## What needs to be done:
Looking through the material below, say how many lines contain the string "again" and add nothing more.
_ _ _ _ _
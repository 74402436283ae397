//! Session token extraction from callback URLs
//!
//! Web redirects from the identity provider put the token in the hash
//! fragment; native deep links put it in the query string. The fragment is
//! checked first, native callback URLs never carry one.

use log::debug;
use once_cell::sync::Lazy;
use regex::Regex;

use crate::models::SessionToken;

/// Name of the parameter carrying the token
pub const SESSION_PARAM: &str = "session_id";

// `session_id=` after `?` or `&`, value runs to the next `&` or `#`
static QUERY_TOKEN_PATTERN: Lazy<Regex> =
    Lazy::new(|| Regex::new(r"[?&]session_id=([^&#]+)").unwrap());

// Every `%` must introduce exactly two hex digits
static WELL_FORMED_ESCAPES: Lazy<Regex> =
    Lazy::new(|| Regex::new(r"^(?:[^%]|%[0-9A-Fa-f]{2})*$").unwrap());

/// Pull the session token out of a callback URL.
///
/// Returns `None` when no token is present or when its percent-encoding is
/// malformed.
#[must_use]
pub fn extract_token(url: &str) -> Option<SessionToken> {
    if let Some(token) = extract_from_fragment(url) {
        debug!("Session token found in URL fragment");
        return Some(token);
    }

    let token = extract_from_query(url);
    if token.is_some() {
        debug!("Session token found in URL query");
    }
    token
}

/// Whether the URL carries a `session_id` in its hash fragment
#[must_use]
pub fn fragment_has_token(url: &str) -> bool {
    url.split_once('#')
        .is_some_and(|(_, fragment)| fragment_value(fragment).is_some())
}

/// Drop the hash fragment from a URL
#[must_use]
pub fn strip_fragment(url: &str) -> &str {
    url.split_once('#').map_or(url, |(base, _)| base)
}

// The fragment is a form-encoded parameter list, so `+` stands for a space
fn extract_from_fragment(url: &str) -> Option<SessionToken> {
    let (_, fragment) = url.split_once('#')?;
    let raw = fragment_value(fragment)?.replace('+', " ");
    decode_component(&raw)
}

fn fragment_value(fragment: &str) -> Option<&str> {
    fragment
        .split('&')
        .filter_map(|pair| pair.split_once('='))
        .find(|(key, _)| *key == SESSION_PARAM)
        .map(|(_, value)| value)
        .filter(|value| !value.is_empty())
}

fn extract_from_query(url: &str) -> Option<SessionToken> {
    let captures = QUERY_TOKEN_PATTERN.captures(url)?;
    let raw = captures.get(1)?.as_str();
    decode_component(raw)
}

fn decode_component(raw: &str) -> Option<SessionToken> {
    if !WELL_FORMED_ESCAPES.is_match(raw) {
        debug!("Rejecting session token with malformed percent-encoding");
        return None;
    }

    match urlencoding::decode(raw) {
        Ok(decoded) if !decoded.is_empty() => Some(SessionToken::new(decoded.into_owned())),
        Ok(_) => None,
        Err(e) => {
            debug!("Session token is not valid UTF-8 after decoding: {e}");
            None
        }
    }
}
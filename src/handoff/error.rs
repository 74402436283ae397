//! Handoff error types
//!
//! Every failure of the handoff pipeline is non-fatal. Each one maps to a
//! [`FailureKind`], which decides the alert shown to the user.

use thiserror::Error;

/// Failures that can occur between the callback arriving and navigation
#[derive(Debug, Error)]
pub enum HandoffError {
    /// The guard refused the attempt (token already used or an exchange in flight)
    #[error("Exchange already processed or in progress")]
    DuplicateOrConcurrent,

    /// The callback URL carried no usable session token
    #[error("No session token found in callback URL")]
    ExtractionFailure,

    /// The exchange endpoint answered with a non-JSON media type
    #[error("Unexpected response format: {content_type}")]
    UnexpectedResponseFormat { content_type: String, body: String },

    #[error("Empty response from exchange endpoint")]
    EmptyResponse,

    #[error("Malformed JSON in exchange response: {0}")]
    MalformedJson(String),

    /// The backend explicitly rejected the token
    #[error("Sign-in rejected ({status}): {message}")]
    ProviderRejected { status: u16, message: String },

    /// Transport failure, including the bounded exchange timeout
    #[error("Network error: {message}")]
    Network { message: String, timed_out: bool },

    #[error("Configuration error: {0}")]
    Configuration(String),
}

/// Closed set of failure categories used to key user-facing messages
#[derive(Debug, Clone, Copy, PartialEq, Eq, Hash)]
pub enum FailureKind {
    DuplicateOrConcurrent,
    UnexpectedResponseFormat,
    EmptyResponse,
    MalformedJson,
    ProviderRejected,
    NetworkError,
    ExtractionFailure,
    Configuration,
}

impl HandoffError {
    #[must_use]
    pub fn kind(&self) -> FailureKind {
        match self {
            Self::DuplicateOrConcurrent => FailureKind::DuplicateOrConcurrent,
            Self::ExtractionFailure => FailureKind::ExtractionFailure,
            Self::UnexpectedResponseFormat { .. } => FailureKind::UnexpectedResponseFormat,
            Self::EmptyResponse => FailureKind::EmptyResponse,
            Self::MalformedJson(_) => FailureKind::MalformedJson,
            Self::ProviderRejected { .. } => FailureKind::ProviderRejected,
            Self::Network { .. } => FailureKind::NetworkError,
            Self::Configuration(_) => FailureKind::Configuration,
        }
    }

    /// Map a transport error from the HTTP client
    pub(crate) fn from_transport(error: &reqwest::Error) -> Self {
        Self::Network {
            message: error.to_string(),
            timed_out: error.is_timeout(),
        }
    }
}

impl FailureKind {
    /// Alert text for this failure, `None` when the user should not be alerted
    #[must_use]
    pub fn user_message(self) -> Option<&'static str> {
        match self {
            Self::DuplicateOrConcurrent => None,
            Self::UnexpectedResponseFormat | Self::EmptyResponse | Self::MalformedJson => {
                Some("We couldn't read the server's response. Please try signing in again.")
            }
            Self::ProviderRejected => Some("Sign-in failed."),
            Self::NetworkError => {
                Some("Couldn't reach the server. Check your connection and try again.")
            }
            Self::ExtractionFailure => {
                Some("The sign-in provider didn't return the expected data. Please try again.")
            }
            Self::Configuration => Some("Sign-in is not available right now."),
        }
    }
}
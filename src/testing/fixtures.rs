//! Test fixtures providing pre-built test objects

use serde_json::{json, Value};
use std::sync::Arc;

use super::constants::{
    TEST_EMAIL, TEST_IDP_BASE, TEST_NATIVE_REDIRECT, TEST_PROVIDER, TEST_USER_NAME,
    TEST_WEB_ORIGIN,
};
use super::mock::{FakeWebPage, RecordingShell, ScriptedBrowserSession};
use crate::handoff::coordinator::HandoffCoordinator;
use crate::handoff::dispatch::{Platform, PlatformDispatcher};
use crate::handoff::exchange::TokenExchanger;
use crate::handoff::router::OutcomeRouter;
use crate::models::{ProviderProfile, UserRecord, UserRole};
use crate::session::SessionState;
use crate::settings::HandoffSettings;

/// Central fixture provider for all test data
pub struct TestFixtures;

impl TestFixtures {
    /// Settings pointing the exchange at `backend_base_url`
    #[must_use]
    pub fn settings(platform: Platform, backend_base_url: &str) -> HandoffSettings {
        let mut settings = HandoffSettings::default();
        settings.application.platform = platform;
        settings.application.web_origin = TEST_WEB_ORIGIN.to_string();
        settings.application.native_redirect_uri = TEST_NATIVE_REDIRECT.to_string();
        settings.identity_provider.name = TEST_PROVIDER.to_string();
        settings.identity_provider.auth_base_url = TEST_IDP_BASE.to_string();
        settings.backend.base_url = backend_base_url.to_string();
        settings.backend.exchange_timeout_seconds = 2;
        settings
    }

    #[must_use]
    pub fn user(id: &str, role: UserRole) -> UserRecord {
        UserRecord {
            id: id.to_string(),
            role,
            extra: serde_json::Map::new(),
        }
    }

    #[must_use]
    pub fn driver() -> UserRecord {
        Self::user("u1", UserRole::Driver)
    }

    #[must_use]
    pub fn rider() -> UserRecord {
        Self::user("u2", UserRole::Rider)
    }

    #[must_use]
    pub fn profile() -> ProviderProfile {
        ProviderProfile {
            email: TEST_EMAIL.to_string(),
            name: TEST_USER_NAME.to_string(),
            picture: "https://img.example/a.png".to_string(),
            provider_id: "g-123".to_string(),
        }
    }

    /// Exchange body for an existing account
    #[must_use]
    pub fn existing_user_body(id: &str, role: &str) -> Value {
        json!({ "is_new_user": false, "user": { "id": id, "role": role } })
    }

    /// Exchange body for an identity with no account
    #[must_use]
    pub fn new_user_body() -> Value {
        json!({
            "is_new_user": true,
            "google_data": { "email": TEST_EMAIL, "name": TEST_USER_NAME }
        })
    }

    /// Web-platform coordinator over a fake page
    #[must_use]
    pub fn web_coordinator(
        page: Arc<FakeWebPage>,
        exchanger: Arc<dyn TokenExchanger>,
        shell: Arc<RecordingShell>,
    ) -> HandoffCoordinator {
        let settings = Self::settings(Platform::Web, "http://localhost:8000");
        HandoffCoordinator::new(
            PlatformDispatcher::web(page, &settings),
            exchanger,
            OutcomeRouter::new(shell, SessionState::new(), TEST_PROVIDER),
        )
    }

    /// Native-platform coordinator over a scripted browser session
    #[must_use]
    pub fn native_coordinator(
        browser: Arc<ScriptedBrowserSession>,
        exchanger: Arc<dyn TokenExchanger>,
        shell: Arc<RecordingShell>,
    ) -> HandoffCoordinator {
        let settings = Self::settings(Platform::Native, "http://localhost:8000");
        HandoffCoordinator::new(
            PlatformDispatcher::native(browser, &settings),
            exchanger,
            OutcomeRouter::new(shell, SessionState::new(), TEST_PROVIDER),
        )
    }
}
_ _ _ _ _
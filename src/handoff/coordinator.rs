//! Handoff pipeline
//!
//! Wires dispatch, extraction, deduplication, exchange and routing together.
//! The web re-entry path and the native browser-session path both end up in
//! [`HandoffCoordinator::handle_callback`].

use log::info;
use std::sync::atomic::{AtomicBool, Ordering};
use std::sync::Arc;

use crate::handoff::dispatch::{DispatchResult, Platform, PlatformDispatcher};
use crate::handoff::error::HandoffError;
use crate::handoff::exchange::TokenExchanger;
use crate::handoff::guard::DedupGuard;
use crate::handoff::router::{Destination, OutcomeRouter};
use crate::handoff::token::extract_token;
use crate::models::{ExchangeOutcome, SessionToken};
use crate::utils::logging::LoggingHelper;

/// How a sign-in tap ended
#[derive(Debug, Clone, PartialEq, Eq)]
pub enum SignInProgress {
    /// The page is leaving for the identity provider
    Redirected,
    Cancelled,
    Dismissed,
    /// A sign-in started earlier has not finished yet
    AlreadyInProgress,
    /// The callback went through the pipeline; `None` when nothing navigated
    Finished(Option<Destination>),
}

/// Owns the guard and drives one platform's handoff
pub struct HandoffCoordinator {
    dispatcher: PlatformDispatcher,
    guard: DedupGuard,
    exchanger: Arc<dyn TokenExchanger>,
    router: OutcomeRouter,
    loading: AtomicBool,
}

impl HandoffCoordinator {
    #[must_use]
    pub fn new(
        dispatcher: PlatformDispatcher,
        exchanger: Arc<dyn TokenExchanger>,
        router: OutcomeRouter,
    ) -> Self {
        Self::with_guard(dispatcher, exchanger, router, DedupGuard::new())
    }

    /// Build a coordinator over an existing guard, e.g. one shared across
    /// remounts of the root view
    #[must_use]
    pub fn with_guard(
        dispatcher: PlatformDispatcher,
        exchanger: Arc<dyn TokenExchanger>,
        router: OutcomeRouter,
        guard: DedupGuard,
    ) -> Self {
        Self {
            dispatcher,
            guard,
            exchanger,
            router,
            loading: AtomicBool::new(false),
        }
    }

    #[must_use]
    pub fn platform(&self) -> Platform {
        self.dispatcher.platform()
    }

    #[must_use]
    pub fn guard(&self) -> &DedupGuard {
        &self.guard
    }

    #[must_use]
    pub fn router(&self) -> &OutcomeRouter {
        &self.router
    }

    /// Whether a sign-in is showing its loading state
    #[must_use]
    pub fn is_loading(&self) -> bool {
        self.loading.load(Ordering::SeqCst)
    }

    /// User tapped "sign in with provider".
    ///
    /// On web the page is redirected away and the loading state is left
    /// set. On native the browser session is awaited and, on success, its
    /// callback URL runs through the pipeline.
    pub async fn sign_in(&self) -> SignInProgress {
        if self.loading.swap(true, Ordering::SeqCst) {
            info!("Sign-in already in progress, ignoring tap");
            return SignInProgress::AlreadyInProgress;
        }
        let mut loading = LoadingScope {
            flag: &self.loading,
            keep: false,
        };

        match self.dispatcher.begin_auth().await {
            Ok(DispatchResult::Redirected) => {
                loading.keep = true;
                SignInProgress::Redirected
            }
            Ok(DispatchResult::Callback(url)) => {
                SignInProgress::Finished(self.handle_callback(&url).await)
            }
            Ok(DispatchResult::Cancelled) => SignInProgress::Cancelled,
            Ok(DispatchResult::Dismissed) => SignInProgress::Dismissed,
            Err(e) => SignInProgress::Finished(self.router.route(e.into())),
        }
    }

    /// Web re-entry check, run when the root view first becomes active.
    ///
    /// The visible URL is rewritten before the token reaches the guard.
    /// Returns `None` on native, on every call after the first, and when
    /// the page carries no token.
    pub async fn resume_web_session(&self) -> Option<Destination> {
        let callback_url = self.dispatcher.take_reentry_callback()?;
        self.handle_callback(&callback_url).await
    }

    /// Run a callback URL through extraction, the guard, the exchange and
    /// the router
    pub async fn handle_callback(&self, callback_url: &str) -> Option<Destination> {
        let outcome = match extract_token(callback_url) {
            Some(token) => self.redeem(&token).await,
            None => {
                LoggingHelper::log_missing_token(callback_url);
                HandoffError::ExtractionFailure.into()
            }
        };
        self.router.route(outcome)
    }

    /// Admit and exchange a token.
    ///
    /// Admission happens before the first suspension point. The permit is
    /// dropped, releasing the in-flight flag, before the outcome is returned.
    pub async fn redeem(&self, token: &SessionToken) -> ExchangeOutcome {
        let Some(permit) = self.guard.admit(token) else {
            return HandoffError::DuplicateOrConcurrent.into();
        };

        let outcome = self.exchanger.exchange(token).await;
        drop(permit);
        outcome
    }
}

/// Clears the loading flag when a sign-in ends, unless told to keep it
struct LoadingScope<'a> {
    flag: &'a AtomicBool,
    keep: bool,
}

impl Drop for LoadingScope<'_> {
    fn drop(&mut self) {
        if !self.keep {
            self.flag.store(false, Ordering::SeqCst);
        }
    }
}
_ _ _ _ _
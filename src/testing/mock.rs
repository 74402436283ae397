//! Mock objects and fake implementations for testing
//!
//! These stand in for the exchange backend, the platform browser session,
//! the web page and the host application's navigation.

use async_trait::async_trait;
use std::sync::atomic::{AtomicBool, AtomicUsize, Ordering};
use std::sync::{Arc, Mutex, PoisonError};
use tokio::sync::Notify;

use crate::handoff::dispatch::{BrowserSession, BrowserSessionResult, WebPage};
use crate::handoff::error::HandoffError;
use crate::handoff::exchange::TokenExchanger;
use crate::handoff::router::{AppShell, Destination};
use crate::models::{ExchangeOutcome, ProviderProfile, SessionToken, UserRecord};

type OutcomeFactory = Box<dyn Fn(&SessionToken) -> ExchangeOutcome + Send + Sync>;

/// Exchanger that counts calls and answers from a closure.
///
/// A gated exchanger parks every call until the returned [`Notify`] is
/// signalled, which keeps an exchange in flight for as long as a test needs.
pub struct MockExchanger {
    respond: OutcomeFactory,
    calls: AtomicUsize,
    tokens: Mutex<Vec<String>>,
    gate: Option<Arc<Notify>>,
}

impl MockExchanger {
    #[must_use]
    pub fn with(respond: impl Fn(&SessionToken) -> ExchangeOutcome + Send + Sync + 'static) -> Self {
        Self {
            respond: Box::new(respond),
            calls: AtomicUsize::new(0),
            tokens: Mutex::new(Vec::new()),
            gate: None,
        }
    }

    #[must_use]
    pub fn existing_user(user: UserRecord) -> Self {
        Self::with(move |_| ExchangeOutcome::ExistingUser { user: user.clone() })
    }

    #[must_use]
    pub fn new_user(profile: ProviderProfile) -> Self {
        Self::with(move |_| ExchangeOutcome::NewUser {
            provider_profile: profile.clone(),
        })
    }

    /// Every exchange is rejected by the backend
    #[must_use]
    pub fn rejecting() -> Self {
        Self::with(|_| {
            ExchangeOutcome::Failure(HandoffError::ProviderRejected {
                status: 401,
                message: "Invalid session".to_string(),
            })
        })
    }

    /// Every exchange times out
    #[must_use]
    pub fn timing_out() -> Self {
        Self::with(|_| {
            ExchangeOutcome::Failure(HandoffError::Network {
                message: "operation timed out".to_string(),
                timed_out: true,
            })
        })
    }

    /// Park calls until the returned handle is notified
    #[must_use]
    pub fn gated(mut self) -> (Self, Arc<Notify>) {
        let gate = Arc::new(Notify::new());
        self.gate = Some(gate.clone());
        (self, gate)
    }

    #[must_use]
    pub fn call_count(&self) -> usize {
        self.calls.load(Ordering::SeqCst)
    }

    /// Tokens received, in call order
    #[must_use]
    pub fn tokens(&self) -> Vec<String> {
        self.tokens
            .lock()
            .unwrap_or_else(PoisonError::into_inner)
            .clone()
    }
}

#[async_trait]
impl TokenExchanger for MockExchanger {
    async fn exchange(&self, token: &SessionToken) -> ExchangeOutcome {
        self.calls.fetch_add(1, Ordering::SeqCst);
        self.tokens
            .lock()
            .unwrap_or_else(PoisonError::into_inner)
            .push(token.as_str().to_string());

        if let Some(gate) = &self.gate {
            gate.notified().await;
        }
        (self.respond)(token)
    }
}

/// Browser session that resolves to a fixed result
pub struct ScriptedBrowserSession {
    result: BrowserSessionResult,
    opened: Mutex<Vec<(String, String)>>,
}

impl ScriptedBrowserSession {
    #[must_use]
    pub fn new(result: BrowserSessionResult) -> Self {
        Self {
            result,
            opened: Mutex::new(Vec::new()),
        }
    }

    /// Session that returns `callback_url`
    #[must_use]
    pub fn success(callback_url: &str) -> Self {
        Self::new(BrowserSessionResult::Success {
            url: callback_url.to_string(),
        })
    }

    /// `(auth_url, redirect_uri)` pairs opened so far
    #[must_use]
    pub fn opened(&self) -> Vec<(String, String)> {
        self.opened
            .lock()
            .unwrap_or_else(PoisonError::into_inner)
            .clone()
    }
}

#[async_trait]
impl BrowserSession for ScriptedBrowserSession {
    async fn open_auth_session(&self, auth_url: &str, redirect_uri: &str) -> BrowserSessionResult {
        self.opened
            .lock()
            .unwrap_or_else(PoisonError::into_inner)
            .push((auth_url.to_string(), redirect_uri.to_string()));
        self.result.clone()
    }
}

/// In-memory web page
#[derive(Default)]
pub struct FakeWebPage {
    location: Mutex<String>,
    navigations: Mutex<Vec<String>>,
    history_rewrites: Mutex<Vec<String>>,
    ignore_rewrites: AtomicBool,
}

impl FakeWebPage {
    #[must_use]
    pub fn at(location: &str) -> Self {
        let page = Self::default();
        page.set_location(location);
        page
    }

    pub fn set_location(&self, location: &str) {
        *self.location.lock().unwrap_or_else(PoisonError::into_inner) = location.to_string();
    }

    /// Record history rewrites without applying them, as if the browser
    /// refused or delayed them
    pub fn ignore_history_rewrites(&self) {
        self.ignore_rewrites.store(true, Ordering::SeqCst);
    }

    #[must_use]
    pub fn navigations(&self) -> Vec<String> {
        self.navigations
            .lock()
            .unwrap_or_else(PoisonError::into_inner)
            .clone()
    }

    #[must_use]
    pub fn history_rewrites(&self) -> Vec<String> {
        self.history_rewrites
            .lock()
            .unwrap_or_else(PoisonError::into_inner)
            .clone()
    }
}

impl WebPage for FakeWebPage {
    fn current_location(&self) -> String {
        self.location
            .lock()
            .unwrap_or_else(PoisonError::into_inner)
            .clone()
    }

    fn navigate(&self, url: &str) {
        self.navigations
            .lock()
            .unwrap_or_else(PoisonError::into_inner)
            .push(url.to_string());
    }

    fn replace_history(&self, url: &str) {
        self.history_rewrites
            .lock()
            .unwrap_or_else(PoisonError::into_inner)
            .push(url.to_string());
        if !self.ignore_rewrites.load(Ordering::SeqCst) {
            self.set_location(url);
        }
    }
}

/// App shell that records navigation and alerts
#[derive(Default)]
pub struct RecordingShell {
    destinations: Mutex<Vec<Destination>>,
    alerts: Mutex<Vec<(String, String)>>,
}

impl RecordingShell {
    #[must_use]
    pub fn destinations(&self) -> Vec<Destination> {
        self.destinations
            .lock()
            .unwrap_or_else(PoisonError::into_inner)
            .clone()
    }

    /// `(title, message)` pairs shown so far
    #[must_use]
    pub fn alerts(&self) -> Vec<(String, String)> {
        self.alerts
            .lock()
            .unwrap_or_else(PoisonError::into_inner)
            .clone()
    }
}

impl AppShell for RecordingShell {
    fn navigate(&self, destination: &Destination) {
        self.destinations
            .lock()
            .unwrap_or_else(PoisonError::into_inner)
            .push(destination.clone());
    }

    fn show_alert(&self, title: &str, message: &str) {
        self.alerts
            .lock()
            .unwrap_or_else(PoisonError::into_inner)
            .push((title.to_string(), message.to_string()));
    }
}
_ _ _ _ _
## Solution for this problem:
3